[…] фигура Кусикова, карикатурно подражавшая есенинским жестам, казалась чужеродной и оскорбительной. Мне чудилось, что Есенин бежит в гору, к неведомой, несуществующей вершине, влача за собой неотвязную тень. Уже не хватает дыхания, сердце стучит, отдаваясь нестерпимою болью в висках, на лбу выступает пот, лицо искажается гримасой последнего усилия, но отчаянный и бессмысленный бег на месте продолжается наперекор воле самого бегущего.
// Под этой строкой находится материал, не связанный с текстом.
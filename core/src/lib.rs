pub mod config;
pub mod errors;
pub mod files;
pub mod remote;
pub mod sync;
И с каждой минутой становится яснее, что горы-то нет и бежать-то некуда, и, перебиваемые тяжелым дыханием, еле доносятся слова, захлебнувшиеся болью».
Иногда он отказывался от уже объявленных выступлений, чувствуя, что не сможет читать. Все, кто раньше знал Есенина, отмечают, что он постарел, подурнел, выглядит усталым и больным («Волосы его потускнели, глаза не сверкали, как прежде, задором»). Поведение его было совершенно непредсказуемо. Вот после выступления, за столом, «чрезвычайно обутыленным», Есенин обводит всех сидящих пьяным взглядом. Это зело не понравилось Роману Гулю — «Чего вы уставились?!» Он ожидал в ответ брани, драки, бутылкой по голове. Но Есенин только улыбнулся тихо и жалобно и, протягивая руку, сказал: «Я — ничего. Я — Есенин, давайте знакомиться». «Среди цветов и бутылок, Есенин, облокотившись на стол, стал читать стихи. За столом замолчали, наклонившись к нему. Читал он тихо. Только для сидевших. Он даже не читал, а вполголоса напевал. То вдруг падал головой. То встряхиваясь. Вино качало его и шумело в нем. В «Москве кабацкой» он дважды повторил: «Дорогая, я плачу, прости, прости». И говорил он это очень хорошо. […] Когда Есенин кончил читать, он полуулыбнулся, взял стакан и выпил залпом, как воду. Этого не расскажешь. Во всем: как взял, как пил и как поставил — было в Есенине обреченное, «предпоследнее». Он казался скакуном, потерявшим бровку и бросившимся вскачь целиной ипподрома. Я заказал оркестру трепака. Трепак начался медленно, «с подмывом». Мы стали просить Есенина. Он прошел несколько шагов, качаясь. Остановился. Улыбнулся в пол. Но темп был хорош. И Есенин заплясал. Плясал он, как пляшут в деревне, на праздник. С коленцем, с вывертом. «Вприсядку, Сережа!» — кричали мы. Смокинг легко и низко опустился. Есенин шел присядкой по залу. Оркестр ускорил темп, доходя до невозможного плясуну. Есенина подхватили под руки. Гром аплодисментов. […]
За окном черным пятном лежала берлинская ночь».
«Любовь к России все заметнее и заметнее превращалась в заболевание. В болезнь страшную, в болезнь, почти безнадежную. Есенин увидел «Россию зарубежную», Россию без родины. […] Запил Есенин. Пребывание за границей сделалось для него невыносимым» (А. Кусиков).
Берлинские скандалы Есенина, конечно, доходили до Айседоры Дункан. (И через газеты, и по беспроволочному телеграфу.) Она ведет себя исключительно благородно, продолжает настаивать на том, что Есенин — гений, правда, больной гений. И всячески упирает на то, что плохое качество американского виски усилило его заболевание. Винит себя за то, что увезла его из России («Некоторые русские не уживаются в другой стране»). Она — принципиальная противница брака и объясняет, что вышла замуж только для того, чтобы Есенин мог получить гражданский паспорт. Поэтому она отпустила его в Россию — из чего вовсе не следует, что их любовь кончилась, чтобы он там ни говорил.